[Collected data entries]
######
//! Content fingerprints (`colrev_id`) and table-of-contents keys.

use lazy_static::lazy_static;
use regex::Regex;
use serde::{Deserialize, Serialize};
use unicode_normalization::char::is_combining_mark;
use unicode_normalization::UnicodeNormalization;

use super::fields::{self, UNKNOWN};
use super::{Record, RecordError};
use crate::process::RecordState;

pub const COLREV_ID_PREFIX: &str = "colrev_id1:";

const STOP_PREFIXES: &[&str] = &["a ", "the ", "review: "];
const NAME_PARTICLES: &[&str] = &[
    "van", "von", "de", "der", "den", "da", "di", "du", "la", "le", "del", "della", "dos", "das",
    "ter", "ten",
];

lazy_static! {
    static ref NON_ID_CHARS: Regex = Regex::new(r"[^0-9a-zA-Z -]+").unwrap();
    static ref WHITESPACE: Regex = Regex::new(r"\s+").unwrap();
    static ref HYPHENS: Regex = Regex::new(r"-+").unwrap();
}

/// How many author family names enter the fingerprint.
#[derive(Debug, Clone, Copy, Default, PartialEq, Eq, Serialize, Deserialize)]
#[serde(rename_all = "snake_case")]
pub enum ColrevIdAuthors {
    #[default]
    FirstAuthor,
    ThreeAuthors,
}

/// Removes diacritics (NFKD decomposition without combining marks).
pub fn remove_accents(input: &str) -> String {
    input.nfkd().filter(|c| !is_combining_mark(*c)).collect()
}

/// Normalizes one fingerprint segment.
pub fn normalize_segment(value: &str, drop_stop_prefixes: bool) -> String {
    let mut s = value
        .replace(['\n', '/', '–'], " ")
        .replace("emph{", "")
        .replace("&amp;", "and")
        .replace(" & ", " and ");
    s = remove_accents(&s).to_lowercase();
    let mut s = s.trim().to_string();
    if drop_stop_prefixes {
        for prefix in STOP_PREFIXES {
            if let Some(rest) = s.strip_prefix(prefix) {
                s = rest.trim_start().to_string();
                break;
            }
        }
    }
    let s = NON_ID_CHARS.replace_all(&s, "");
    let s = WHITESPACE.replace_all(s.trim(), "-");
    let s = HYPHENS.replace_all(&s, "-");
    s.trim_matches('-').to_string()
}

/// Family names of a BibTeX author string (`Last, First and ...`).
pub fn family_names(author: &str) -> Vec<String> {
    author
        .replace('\n', " ")
        .replace("; ", " and ")
        .split(" and ")
        .map(str::trim)
        .filter(|name| !name.is_empty())
        .filter_map(|name| {
            if let Some((last, _)) = name.split_once(',') {
                let last = last.trim();
                return (!last.is_empty()).then(|| last.to_string());
            }
            let tokens: Vec<&str> = name.split_whitespace().collect();
            let (last, rest) = tokens.split_last()?;
            let mut family = vec![*last];
            for token in rest.iter().rev() {
                if NAME_PARTICLES.contains(&token.to_lowercase().as_str()) {
                    family.insert(0, token);
                } else {
                    break;
                }
            }
            Some(family.join(" "))
        })
        .collect()
}

fn container_title(record: &Record) -> Option<&str> {
    let known = |key| record.get(key).filter(|v| !v.trim().is_empty());
    match record.entrytype.as_str() {
        "article" => known(fields::JOURNAL),
        "inproceedings" | "incollection" | "inbook" | "proceedings" => known(fields::BOOKTITLE),
        "phdthesis" | "mastersthesis" | "thesis" => known(fields::SCHOOL),
        "techreport" => known(fields::INSTITUTION),
        "book" => known(fields::PUBLISHER).or_else(|| known(fields::SERIES)),
        _ => known(fields::SERIES)
            .or_else(|| known(fields::HOWPUBLISHED))
            .or_else(|| known(fields::URL))
            .or(Some("-")),
    }
}

fn not_identifiable(record: &Record, reason: impl Into<String>) -> RecordError {
    RecordError::NotEnoughDataToIdentify {
        id: record.id.clone(),
        reason: reason.into(),
    }
}

/// Computes the fingerprint of a record from its identifying fields.
pub fn create_colrev_id(
    record: &Record,
    assume_complete: bool,
    authors: ColrevIdAuthors,
) -> Result<String, RecordError> {
    if !assume_complete {
        if matches!(
            record.status,
            RecordState::MdImported | RecordState::MdNeedsManualPreparation
        ) {
            return Err(not_identifiable(
                record,
                "field requirements cannot be determined before preparation",
            ));
        }
        for key in fields::MASTERDATA_FIELDS {
            if record.get(key) == Some(UNKNOWN) {
                return Err(not_identifiable(record, format!("{key} unknown")));
            }
        }
    }

    let container = container_title(record)
        .ok_or_else(|| not_identifiable(record, "missing container title"))?;
    let person_field = if record.entrytype == "proceedings" {
        fields::EDITOR
    } else {
        fields::AUTHOR
    };
    let mut segments = vec![match record.entrytype.to_lowercase().as_str() {
        "article" => "a".to_string(),
        "inproceedings" => "p".to_string(),
        other => normalize_segment(other, false),
    }];
    segments.push(normalize_segment(container, true));

    if record.entrytype == "article" {
        for key in [fields::VOLUME, fields::NUMBER] {
            let value = match record.get(key).map(str::trim) {
                None | Some("") => "-",
                Some(UNKNOWN) => "-",
                Some(v) => v,
            };
            segments.push(normalize_segment(value, false));
        }
    }

    for key in [fields::YEAR, person_field, fields::TITLE] {
        let value = record
            .get(key)
            .map(str::trim)
            .filter(|v| !v.is_empty())
            .ok_or_else(|| not_identifiable(record, format!("missing {key}")))?;
        if value == UNKNOWN {
            return Err(not_identifiable(record, format!("{key} unknown")));
        }
        let segment = if key == person_field {
            let names = family_names(value);
            let keep = match authors {
                ColrevIdAuthors::FirstAuthor => 1,
                ColrevIdAuthors::ThreeAuthors => 3,
            };
            let joined = names.into_iter().take(keep).collect::<Vec<_>>().join(" ");
            let segment = normalize_segment(&joined, false);
            if segment.replace('-', "").is_empty() {
                return Err(not_identifiable(record, format!("empty {key}")));
            }
            segment
        } else {
            normalize_segment(value, key == fields::TITLE)
        };
        segments.push(segment);
    }

    let mut cid = COLREV_ID_PREFIX.to_string();
    for segment in segments {
        cid.push('|');
        cid.push_str(&segment);
    }
    if cid.contains("|minitrack-introduction") {
        return Err(not_identifiable(record, "minitrack introductions are not identifiable"));
    }
    Ok(cid.replace(';', ""))
}

fn toc_container(value: &str) -> String {
    value
        .replace(' ', "-")
        .replace('\\', "")
        .replace('&', "and")
        .to_lowercase()
}

fn toc_part(record: &Record, key: &str) -> String {
    match record.get(key).map(str::trim) {
        None | Some("") | Some(UNKNOWN) => "-".to_string(),
        Some(v) => v.to_string(),
    }
}

/// Key of the venue issue a record belongs to.
pub fn toc_key(record: &Record) -> Result<String, RecordError> {
    let not_toc = || RecordError::NotTocIdentifiable {
        id: record.id.clone(),
    };
    match record.entrytype.as_str() {
        "article" => {
            let journal = record.known(fields::JOURNAL).ok_or_else(not_toc)?;
            Ok(format!(
                "{}|{}|{}",
                toc_container(journal),
                toc_part(record, fields::VOLUME),
                toc_part(record, fields::NUMBER)
            ))
        }
        "inproceedings" => {
            let booktitle = record.known(fields::BOOKTITLE).ok_or_else(not_toc)?;
            let year = record.known(fields::YEAR).ok_or_else(not_toc)?;
            Ok(format!("{}|{}", toc_container(booktitle), year))
        }
        _ => Err(not_toc()),
    }
}

#[cfg(test)]
mod tests {
    use super::*;

    fn staehr() -> Record {
        Record::new("Staehr2010", "article")
            .with("author", "Staehr, Lorraine")
            .with("journal", "Information Systems Journal")
            .with(
                "title",
                "Understanding the role of managerial agency in achieving business benefits from ERP systems",
            )
            .with("volume", "20")
            .with("number", "3")
            .with("year", "2010")
    }

    #[test]
    fn article_fingerprint() {
        let cid = create_colrev_id(&staehr(), false, ColrevIdAuthors::FirstAuthor).unwrap();
        assert_eq!(
            cid,
            "colrev_id1:|a|information-systems-journal|20|3|2010|staehr|understanding-the-role-of-managerial-agency-in-achieving-business-benefits-from-erp-systems"
        );
    }

    #[test]
    fn unknown_author_is_not_identifiable() {
        let record = staehr().with("author", "UNKNOWN");
        let err = create_colrev_id(&record, false, ColrevIdAuthors::FirstAuthor).unwrap_err();
        assert!(matches!(err, RecordError::NotEnoughDataToIdentify { .. }));
        assert!(create_colrev_id(&record, true, ColrevIdAuthors::FirstAuthor).is_err());
    }

    #[test]
    fn fingerprint_ignores_case_middle_names_and_extra_fields() {
        let base = create_colrev_id(&staehr(), false, ColrevIdAuthors::FirstAuthor).unwrap();

        let upper = staehr()
            .with("journal", "INFORMATION SYSTEMS JOURNAL")
            .with("author", "STAEHR, LORRAINE");
        assert_eq!(
            create_colrev_id(&upper, false, ColrevIdAuthors::FirstAuthor).unwrap(),
            base
        );

        let middle = staehr().with("author", "Staehr, Lorraine M. J.");
        assert_eq!(
            create_colrev_id(&middle, false, ColrevIdAuthors::FirstAuthor).unwrap(),
            base
        );

        let extra = staehr().with("abstract", "An abstract").with("doi", "10.1111/j.1365-2575.2009.00325.x");
        assert_eq!(
            create_colrev_id(&extra, false, ColrevIdAuthors::FirstAuthor).unwrap(),
            base
        );
    }

    #[test]
    fn three_author_fingerprints_join_family_names() {
        let record = staehr().with("author", "Webster, Jane and Watson, Richard T. and Doe, J.");
        let cid = create_colrev_id(&record, false, ColrevIdAuthors::ThreeAuthors).unwrap();
        assert!(cid.contains("|webster-watson-doe|"));
    }

    #[test]
    fn imported_records_need_preparation_first() {
        let mut record = staehr();
        record.status = RecordState::MdImported;
        assert!(create_colrev_id(&record, false, ColrevIdAuthors::FirstAuthor).is_err());
        assert!(create_colrev_id(&record, true, ColrevIdAuthors::FirstAuthor).is_ok());
    }

    #[test]
    fn segments_drop_accents_and_stop_prefixes() {
        assert_eq!(normalize_segment("The Journal of Ölstudies", true), "journal-of-olstudies");
        assert_eq!(normalize_segment("Review: A & B", true), "a-and-b");
        assert_eq!(normalize_segment("Research & Practice", false), "research-and-practice");
    }

    #[test]
    fn family_names_handle_both_name_orders() {
        assert_eq!(
            family_names("Staehr, Lorraine and Craig van Slyke and Jane Webster"),
            vec!["Staehr", "van Slyke", "Webster"]
        );
    }

    #[test]
    fn toc_keys() {
        assert_eq!(toc_key(&staehr()).unwrap(), "information-systems-journal|20|3");
        let no_number = staehr().with("number", "UNKNOWN");
        assert_eq!(toc_key(&no_number).unwrap(), "information-systems-journal|20|-");

        let paper = Record::new("Doe2020", "inproceedings")
            .with("booktitle", "ICIS")
            .with("year", "2020");
        assert_eq!(toc_key(&paper).unwrap(), "icis|2020");

        let book = Record::new("Doe2020", "book");
        assert!(matches!(
            toc_key(&book),
            Err(RecordError::NotTocIdentifiable { .. })
        ));
    }
}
######
## INSTRUCTIONS FOR THE TASK
Retype only the lines above between the line with "let names = family_names(value);" and the line with "let segment = normalize_segment(&joined, false);", counting those two lines as well, and keep every character as it is.

## EXERCISE SOLUTION
            let names = family_names(value);
            let keep = match authors {
                ColrevIdAuthors::FirstAuthor => 1,
                ColrevIdAuthors::ThreeAuthors => 3,
            };
            let joined = names.into_iter().take(keep).collect::<Vec<_>>().join(" ");
            let segment = normalize_segment(&joined, false);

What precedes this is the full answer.